Mycobacterium tuberculosis (Mtb), the causative agent of tuberculosis (TB), kills more people than any other bacterium. TB control is threatened by the continued spread of drug resistance; multi-drug and extensively drug resistant Mtb require longer, more costly, treatment with multiple drugs causing worse side effects and have a lower likelihood of treatment success. The urgent need for better treatment options for drug resistant Mtb has led the World Health Organization to prioritize development of not only new individual antitubercular agents, but also new drug regimens. Mtb is an obligate aerobe, requiring the use of its branched electron transport chain (ETC) for energy production via oxidative phosphorylation (OXPHOS).

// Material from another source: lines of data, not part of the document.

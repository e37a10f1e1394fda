/// Stripe webhook events and signatures
///
/// # Signature scheme
///
/// Stripe sends `Stripe-Signature: t=<unix seconds>,v1=<hex hmac>[,v1=...]`.
/// The HMAC-SHA256 is computed with the endpoint's signing secret over
/// `"{t}.{raw body}"`. Several `v1` entries appear while a secret is being
/// rolled; any one of them matching is enough.
///
/// # Example
///
/// ```
/// use mastery_shared::payments::stripe::{sign_payload, verify_signature, DEFAULT_TOLERANCE_SECS};
///
/// let body = br#"{"type":"ping"}"#;
/// let header = sign_payload(body, "whsec_test", chrono::Utc::now().timestamp());
///
/// assert!(verify_signature(body, &header, "whsec_test", DEFAULT_TOLERANCE_SECS).is_ok());
/// assert!(verify_signature(body, &header, "whsec_other", DEFAULT_TOLERANCE_SECS).is_err());
/// ```

use hmac::{Hmac, Mac};
use serde::Deserialize;
use sha2::Sha256;
use subtle::ConstantTimeEq;

use crate::models::UserId;

type HmacSha256 = Hmac<Sha256>;

/// Header carrying the webhook signature
pub const SIGNATURE_HEADER: &str = "stripe-signature";

/// Event type that grants access
pub const CHECKOUT_SESSION_COMPLETED: &str = "checkout.session.completed";

/// Oldest accepted signature timestamp, in seconds (Stripe's recommendation)
pub const DEFAULT_TOLERANCE_SECS: i64 = 300;

/// Accepted clock skew for timestamps from the future
const FUTURE_SKEW_SECS: i64 = 60;

/// Signature verification failure
#[derive(Debug, Clone, PartialEq, Eq, thiserror::Error)]
pub enum SignatureError {
    #[error("Signature header is malformed")]
    MalformedHeader,

    #[error("Signature timestamp is not a number")]
    InvalidTimestamp,

    #[error("Signature timestamp is outside the tolerance window (age {age}s)")]
    Stale { age: i64 },

    #[error("No signature matches the payload")]
    Mismatch,

    #[error("Webhook secret is empty")]
    EmptySecret,
}

/// Verifies a `Stripe-Signature` header against the current clock.
pub fn verify_signature(
    payload: &[u8],
    header: &str,
    secret: &str,
    tolerance_secs: i64,
) -> Result<(), SignatureError> {
    verify_signature_at(
        payload,
        header,
        secret,
        tolerance_secs,
        chrono::Utc::now().timestamp(),
    )
}

/// Verifies a `Stripe-Signature` header as of `now` (unix seconds).
pub fn verify_signature_at(
    payload: &[u8],
    header: &str,
    secret: &str,
    tolerance_secs: i64,
    now: i64,
) -> Result<(), SignatureError> {
    if secret.is_empty() {
        return Err(SignatureError::EmptySecret);
    }

    let mut timestamp = None;
    let mut candidates = Vec::new();

    for part in header.split(',') {
        let part = part.trim();
        if let Some(t) = part.strip_prefix("t=") {
            timestamp = Some(t);
        } else if let Some(sig) = part.strip_prefix("v1=") {
            candidates.push(sig);
        }
    }

    let timestamp_str = timestamp.ok_or(SignatureError::MalformedHeader)?;
    if candidates.is_empty() {
        return Err(SignatureError::MalformedHeader);
    }

    let timestamp: i64 = timestamp_str
        .parse()
        .map_err(|_| SignatureError::InvalidTimestamp)?;

    let age = now - timestamp;
    if age > tolerance_secs || age < -FUTURE_SKEW_SECS {
        tracing::warn!(age, tolerance_secs, "Stripe signature timestamp rejected");
        return Err(SignatureError::Stale { age });
    }

    let expected = compute_signature(payload, secret, timestamp_str);

    // Undecodable candidates are skipped; the comparison itself is constant-time.
    let matched = candidates
        .iter()
        .filter_map(|candidate| hex::decode(candidate).ok())
        .any(|provided| {
            provided.len() == expected.len() && bool::from(provided.ct_eq(&expected))
        });

    if matched {
        Ok(())
    } else {
        Err(SignatureError::Mismatch)
    }
}

/// Builds a `Stripe-Signature` header value for `payload`.
///
/// Used by tests and local tooling that replay events against the receiver.
pub fn sign_payload(payload: &[u8], secret: &str, timestamp: i64) -> String {
    let timestamp = timestamp.to_string();
    let signature = compute_signature(payload, secret, &timestamp);
    format!("t={},v1={}", timestamp, hex::encode(signature))
}

fn compute_signature(payload: &[u8], secret: &str, timestamp: &str) -> Vec<u8> {
    let mut mac =
        HmacSha256::new_from_slice(secret.as_bytes()).expect("HMAC can take key of any size");
    mac.update(timestamp.as_bytes());
    mac.update(b".");
    mac.update(payload);
    mac.finalize().into_bytes().to_vec()
}

/// Event envelope; `data.object` is decoded per event type
///
/// Only `type` is required. Events this system ignores may arrive without
/// a payload.
#[derive(Debug, Clone, Deserialize)]
pub struct StripeEvent {
    #[serde(default)]
    pub id: Option<String>,

    #[serde(rename = "type")]
    pub event_type: String,

    #[serde(default)]
    pub data: Option<StripeEventData>,
}

#[derive(Debug, Clone, Deserialize)]
pub struct StripeEventData {
    #[serde(default)]
    pub object: serde_json::Value,
}

/// Event types this system distinguishes
#[derive(Debug, Clone, PartialEq, Eq)]
pub enum EventKind {
    CheckoutSessionCompleted,
    Other(String),
}

impl StripeEvent {
    pub fn kind(&self) -> EventKind {
        match self.event_type.as_str() {
            CHECKOUT_SESSION_COMPLETED => EventKind::CheckoutSessionCompleted,
            other => EventKind::Other(other.to_string()),
        }
    }

    /// Decodes `data.object` as a checkout session.
    pub fn checkout_session(&self) -> Result<CheckoutSession, serde_json::Error> {
        match &self.data {
            Some(data) => CheckoutSession::deserialize(&data.object),
            None => Err(serde::de::Error::missing_field("data")),
        }
    }
}

/// Fields of a Checkout Session object this system reads
#[derive(Debug, Clone, Default, Deserialize)]
pub struct CheckoutSession {
    #[serde(default)]
    pub id: Option<String>,

    /// User id echoed back from the checkout link
    #[serde(default)]
    pub client_reference_id: Option<String>,

    #[serde(default)]
    pub customer_email: Option<String>,

    #[serde(default)]
    pub customer: Option<String>,

    #[serde(default)]
    pub payment_intent: Option<String>,

    #[serde(default)]
    pub payment_status: Option<String>,

    #[serde(default)]
    pub customer_details: Option<CustomerDetails>,
}

#[derive(Debug, Clone, Default, Deserialize)]
pub struct CustomerDetails {
    #[serde(default)]
    pub email: Option<String>,
}

impl CheckoutSession {
    /// User the payment is attributed to; blank ids count as missing.
    pub fn user_id(&self) -> Option<UserId> {
        self.client_reference_id.as_deref().and_then(UserId::parse)
    }

    /// Email typed at checkout, falling back to the one collected in `customer_details`.
    pub fn email(&self) -> Option<&str> {
        self.customer_email.as_deref().or_else(|| {
            self.customer_details
                .as_ref()
                .and_then(|details| details.email.as_deref())
        })
    }
}

#[cfg(test)]
mod tests {
    use super::*;
    use serde_json::json;

    const SECRET: &str = "whsec_test_secret";
    const NOW: i64 = 1_735_689_600;

    #[test]
    fn test_valid_signature_is_accepted() {
        let body = br#"{"type":"checkout.session.completed"}"#;
        let header = sign_payload(body, SECRET, NOW);

        assert_eq!(
            verify_signature_at(body, &header, SECRET, DEFAULT_TOLERANCE_SECS, NOW),
            Ok(())
        );
    }

    #[test]
    fn test_tampered_body_is_rejected() {
        let header = sign_payload(br#"{"amount":97}"#, SECRET, NOW);

        assert_eq!(
            verify_signature_at(br#"{"amount":1}"#, &header, SECRET, DEFAULT_TOLERANCE_SECS, NOW),
            Err(SignatureError::Mismatch)
        );
    }

    #[test]
    fn test_any_matching_v1_is_accepted() {
        let body = b"{}";
        let good = sign_payload(body, SECRET, NOW);
        let good_sig = good.split("v1=").nth(1).unwrap();
        let header = format!("t={},v1={},v1={}", NOW, "00".repeat(32), good_sig);

        assert!(verify_signature_at(body, &header, SECRET, DEFAULT_TOLERANCE_SECS, NOW).is_ok());
    }

    #[test]
    fn test_stale_and_future_timestamps_are_rejected() {
        let body = b"{}";

        let old = sign_payload(body, SECRET, NOW - DEFAULT_TOLERANCE_SECS - 1);
        assert!(matches!(
            verify_signature_at(body, &old, SECRET, DEFAULT_TOLERANCE_SECS, NOW),
            Err(SignatureError::Stale { .. })
        ));

        let future = sign_payload(body, SECRET, NOW + 120);
        assert!(matches!(
            verify_signature_at(body, &future, SECRET, DEFAULT_TOLERANCE_SECS, NOW),
            Err(SignatureError::Stale { .. })
        ));
    }

    #[test]
    fn test_malformed_headers() {
        let body = b"{}";
        assert_eq!(
            verify_signature_at(body, "v1=abcd", SECRET, DEFAULT_TOLERANCE_SECS, NOW),
            Err(SignatureError::MalformedHeader)
        );
        assert_eq!(
            verify_signature_at(body, "t=123", SECRET, DEFAULT_TOLERANCE_SECS, NOW),
            Err(SignatureError::MalformedHeader)
        );
        assert_eq!(
            verify_signature_at(body, "t=abc,v1=00", SECRET, DEFAULT_TOLERANCE_SECS, NOW),
            Err(SignatureError::InvalidTimestamp)
        );
        assert_eq!(
            verify_signature_at(body, "t=1,v1=00", "", DEFAULT_TOLERANCE_SECS, NOW),
            Err(SignatureError::EmptySecret)
        );
    }

    #[test]
    fn test_checkout_session_fields() {
        let event: StripeEvent = serde_json::from_value(json!({
            "id": "evt_1",
            "type": "checkout.session.completed",
            "data": { "object": {
                "id": "cs_1",
                "client_reference_id": "u1",
                "customer": "cus_1",
                "payment_intent": "pi_1",
                "customer_details": { "email": "student@example.com" }
            }}
        }))
        .unwrap();

        assert_eq!(event.kind(), EventKind::CheckoutSessionCompleted);
        let session = event.checkout_session().unwrap();
        assert_eq!(session.user_id(), Some(UserId::from("u1")));
        assert_eq!(session.email(), Some("student@example.com"));
        assert_eq!(session.payment_intent.as_deref(), Some("pi_1"));
    }

    #[test]
    fn test_blank_client_reference_is_missing() {
        let session = CheckoutSession {
            client_reference_id: Some("  ".to_string()),
            ..Default::default()
        };
        assert!(session.user_id().is_none());
    }

    #[test]
    fn test_other_event_kind() {
        let event: StripeEvent = serde_json::from_value(json!({
            "type": "invoice.paid",
            "data": { "object": {} }
        }))
        .unwrap();

        assert_eq!(event.kind(), EventKind::Other("invoice.paid".to_string()));
        assert!(event.id.is_none());
    }

    #[test]
    fn test_envelope_without_data() {
        let event: StripeEvent = serde_json::from_slice(br#"{"type":"ping"}"#).unwrap();
        assert_eq!(event.kind(), EventKind::Other("ping".to_string()));
        assert!(event.data.is_none());

        let event: StripeEvent =
            serde_json::from_slice(br#"{"type":"checkout.session.completed"}"#).unwrap();
        assert!(event.checkout_session().is_err());
    }
}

Even during hypoxic non-replicating persistence, Mtb uses its ETC to maintain its proton motive force (PMF). OXPHOS catalyzed by cyt-bd-, cyt-bcc-aa3 and F-ATP synthase lies at the heart of bacterial bioenergetics. Our team has unraveled • Nature’s paradigms for securing energy inside mycobacteria by identifying that three subunits of Mtb F-ATP synthase contribute to the suppression of OXPHOS and PMF-maintenance, • discovered novel targets inside these subunits. • Identified a new compound against the drug epitope of one Mtb F-ATP synthase subunit. • Unraveled that cyt-bd will be one cornerstone of a sterilizing drug regimen for multi-drug resistant tuberculosis. • Discovered the first cell-active small-molecules targeting the cyt-bd. The proposal describes a research program that will combine understanding and translation of oxidative phosphorylation operation by forming a network of experts, whose overall goals are: • To archive novel structural information about domains of Mtb F-ATP synthase and cyt-bd, which together with own developed compounds will pave the way to identify new leads. • To deliver a preclinical development candidate. • To develop diarylquinolines (BDQ) analogues with improved properties. • To archive synergistic efficacy of multi-drug combination.